AAgentic Design School
UX workflow
Foundation

Cognitive Walkthrough at Scale

A workflow for running structured cognitive walkthroughs across many tasks and personas at once: each agent steps through one task with one persona's knowledge level, answers the four classic walkthrough questions at every step with screenshot evidence, and a merge agent groups failure points by screen so the team sees where journeys break.

OrchestrationPer-task walkthrough agents with merge stage

Typical run1–2 hours per product area

Last reviewed2026-06-02

View the code samples on GitHub

Section 1

Why walkthroughs are underused

The cognitive walkthrough is one of the oldest inspection methods in usability practice: pick a task, define who is doing it and what they already know, and at every step ask whether the user will try the right action, notice it, connect it to their goal, and understand the feedback. It finds learnability problems early and cheaply, before any participant is recruited.
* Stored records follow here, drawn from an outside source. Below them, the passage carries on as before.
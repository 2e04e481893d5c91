//! Command tags.

/// Hands out `A0`, `A1`, `A2`, ... for one connection.
///
/// The number wraps to zero after `u32::MAX`; by then no reply to an old
/// tag can still be outstanding.
#[derive(Debug, Clone)]
pub struct TagGenerator {
    prefix: char,
    next: u32,
}

impl TagGenerator {
    /// Starts at zero with `prefix`.
    #[must_use]
    pub const fn new(prefix: char) -> Self {
        Self { prefix, next: 0 }
    }

    /// Takes the next tag.
    pub fn next_tag(&mut self) -> String {
        let tag = format!("{}{}", self.prefix, self.next);
        self.next = self.next.wrapping_add(1);
        tag
    }

    /// Tags issued so far, modulo wrap-around.
    #[must_use]
    pub const fn issued(&self) -> u32 {
        self.next
    }
}

impl Default for TagGenerator {
    fn default() -> Self {
        Self::new('A')
    }
}
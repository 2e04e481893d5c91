//! SASL client responses for AUTH PLAIN, LOGIN and CRAM-MD5.

use std::fmt::Write as _;

use base64::Engine;
use base64::engine::general_purpose::STANDARD;
use hmac::{Hmac, Mac};
use md5::Md5;

use crate::error::{Error, Result};

type HmacMd5 = Hmac<Md5>;

/// Base64 of `\0username\0password` (RFC 4616).
#[must_use]
pub fn plain_response(username: &str, password: &str) -> String {
    STANDARD.encode(format!("\0{username}\0{password}"))
}

/// Base64 of one LOGIN field (username or password).
#[must_use]
pub fn login_response(value: &str) -> String {
    STANDARD.encode(value)
}

/// Answers a CRAM-MD5 challenge (RFC 2195).
///
/// The Base64 challenge is decoded and signed with HMAC-MD5 keyed by the
/// password; keys longer than the 64-byte block are hashed first, as
/// RFC 2104 requires. The reply is Base64 of `username hexdigest`.
pub fn cram_md5_response(username: &str, password: &str, challenge_b64: &str) -> Result<String> {
    let challenge = STANDARD.decode(challenge_b64.trim())?;
    let digest = hmac_md5_hex(password.as_bytes(), &challenge)?;
    Ok(STANDARD.encode(format!("{username} {digest}")))
}

/// Lowercase hex HMAC-MD5 of `data` under `key`.
pub fn hmac_md5_hex(key: &[u8], data: &[u8]) -> Result<String> {
    let mut mac = <HmacMd5 as Mac>::new_from_slice(key)
        .map_err(|e| Error::Auth(format!("CRAM-MD5 key rejected: {e}")))?;
    mac.update(data);
    let digest = mac.finalize().into_bytes();

    Ok(digest.iter().fold(String::with_capacity(32), |mut hex, byte| {
        let _ = write!(hex, "{byte:02x}");
        hex
    }))
}

#[cfg(test)]
#[allow(clippy::unwrap_used)]
mod tests {
    use super::*;
    use md5::Digest;
    use proptest::prelude::*;

    #[test]
    fn test_plain() {
        assert_eq!(plain_response("user", "pass"), "AHVzZXIAcGFzcw==");
    }

    #[test]
    fn test_login() {
        assert_eq!(login_response("user"), "dXNlcg==");
    }

    #[test]
    fn test_cram_md5_rfc2195() {
        let challenge = "PDE4OTYuNjk3MTcwOTUyQHBvc3RvZmZpY2UucmVzdG9uLm1jaS5uZXQ+";
        let response = cram_md5_response("tim", "tanstaaftanstaaf", challenge).unwrap();
        let decoded = String::from_utf8(STANDARD.decode(response).unwrap()).unwrap();
        assert_eq!(decoded, "tim b913a602c7eda7a495b4e6e7334d3890");
    }

    #[test]
    fn test_rfc2104_vector() {
        assert_eq!(
            hmac_md5_hex(b"Jefe", b"what do ya want for nothing?").unwrap(),
            "750c783e6ab0b503eaa86e310a5db738"
        );
    }

    #[test]
    fn test_long_key_is_hashed_first() {
        let key = [0xaa_u8; 80];
        let data = b"Test Using Larger Than Block-Size Key - Hash Key First";
        let hashed_key = Md5::digest(key);
        assert_eq!(
            hmac_md5_hex(&key, data).unwrap(),
            hmac_md5_hex(&hashed_key, data).unwrap()
        );
        assert_eq!(
            hmac_md5_hex(&key, data).unwrap(),
            "6b1ab7fe4bd7bf8f0b62e6ce61b9d0cd"
        );
    }

    #[test]
    fn test_bad_challenge() {
        assert!(matches!(
            cram_md5_response("u", "p", "not base64!"),
            Err(Error::Decode(_))
        ));
    }

    proptest! {
        #[test]
        fn cram_md5_is_deterministic(
            user in "[a-z]{1,12}",
            pass in ".{0,100}",
            challenge in prop::collection::vec(any::<u8>(), 1..64),
        ) {
            let challenge = STANDARD.encode(challenge);
            let first = cram_md5_response(&user, &pass, &challenge).unwrap();
            let second = cram_md5_response(&user, &pass, &challenge).unwrap();
            prop_assert_eq!(first, second);
        }
    }
}
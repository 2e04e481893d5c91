//! Robustness properties of the response parsers.

#![allow(clippy::unwrap_used)]

use pocketmail_imap::command::write_quoted;
use pocketmail_imap::parser::{
    Value, parse_fetch_response, parse_list_response, parse_value,
};
use proptest::prelude::*;

proptest! {
    #[test]
    fn parsers_never_panic(input in prop::collection::vec(any::<u8>(), 0..256)) {
        let _ = parse_value(&input);
        let _ = parse_fetch_response(&input);
        let _ = parse_list_response(&input);
    }

    #[test]
    fn fetch_prefix_with_garbage_never_panics(tail in prop::collection::vec(any::<u8>(), 0..128)) {
        let mut input = b"* 1 FETCH (".to_vec();
        input.extend_from_slice(&tail);
        let _ = parse_fetch_response(&input);
    }

    #[test]
    fn quoted_strings_survive_escaping(text in "[ -~]{0,40}") {
        let mut quoted = String::new();
        write_quoted(&mut quoted, &text);
        prop_assert_eq!(parse_value(quoted.as_bytes()).unwrap(), Value::Quoted(text));
    }

    #[test]
    fn list_names_survive_quoting(name in "[ -~]{1,40}") {
        let mut line = String::from("* LIST (\\HasNoChildren) \"/\" ");
        write_quoted(&mut line, &name);
        let entry = parse_list_response(line.as_bytes()).unwrap().unwrap();
        prop_assert_eq!(entry.name, name);
    }
}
Teams use it less than they should because it is tedious in exactly the way agents are not. Doing it properly means stepping through every screen of every task for every persona, answering the same four questions each time, and writing down the evidence. Most teams do it once for one task, in a meeting, from memory of the interface rather than from the interface itself.

This workflow runs the method at scale: many tasks, several personas, the four questions answered at every step, with screenshots attached. One thing must be said plainly before anything else — the agents are simulating an evaluator applying a method, not simulating users. The output is a structured set of hypotheses about where people will struggle, and the way to confirm those hypotheses is usability testing with actual users.

Section 2

When to reach for this workflow

Use it when learnability is the question: first-run experiences, onboarding flows, admin consoles where new staff must self-serve, and any flow you are about to put in front of usability test participants and want to walk through systematically first. It works on live products, staging environments, and clickable prototypes the agent can drive in a browser.

It is a Foundation-level workflow because the method carries the rigor: the four questions, asked at every step, do most of the work. What you need is a list of tasks worth walking, two or three honest persona definitions, and a running version of the interface.

  • A first-run or onboarding flow before it ships or before a usability study.
  • A product area with many similar tasks where coverage matters more than depth on one.
  • Preparation for usability testing: the walkthrough chooses what to watch for.
  • A regression check after a navigation or terminology change.

Section 3

The four questions, written down once

The method's value comes from answering the same four questions at every step, in order, without skipping the ones that feel obvious. Write them into a template the walkthrough agents must follow, so every step of every task gets the same treatment and the merge stage can compare like with like.

Each answer needs a yes or no, a one-sentence justification grounded in what is visible on the screen, and a screenshot reference. A walkthrough finding without the screen it refers to is an opinion that cannot be checked.

walkthrough-questions.md (the per-step template)
# Cognitive walkthrough — per-step record

Task: <task name>
Persona: <persona name and knowledge level>
Step N: <the correct action at this point>
Screenshot: <file captured at this step>

Q1. Will the user try to achieve the right effect?
    Does the persona, with their knowledge, even know this step is needed?
    Answer: yes / no — one sentence grounded in what the screen shows.

Q2. Will the user notice that the correct action is available?
    Is the control visible without scrolling, hidden in a menu, or ambiguous?
    Answer: yes / no — one sentence.

Q3. Will the user associate the correct action with the effect they want?
    Does the label or icon mean to this persona what it means to the team?
    Answer: yes / no — one sentence.

Q4. If the correct action is performed, will the user see that progress was made?
    Is the feedback visible, immediate, and in the persona's language?
    Answer: yes / no — one sentence.

Verdict: pass / failure point (any "no" makes this step a failure point).
Severity guess: blocks the task / causes hesitation or error / minor friction.

Section 4

Personas are knowledge profiles, not posters

For a walkthrough, a persona is mostly a statement of what the person already knows: their familiarity with the domain, with this product, and with the conventions the interface assumes. A novice persona who has never seen the product will fail steps an expert sails through, and that difference is the finding.

Two or three personas is usually enough — typically a domain novice, an experienced practitioner new to this product, and where relevant an existing power user. Write each as a short paragraph plus a list of things they do and do not know. Resist demographic decoration; the walkthrough questions never ask how old the persona is.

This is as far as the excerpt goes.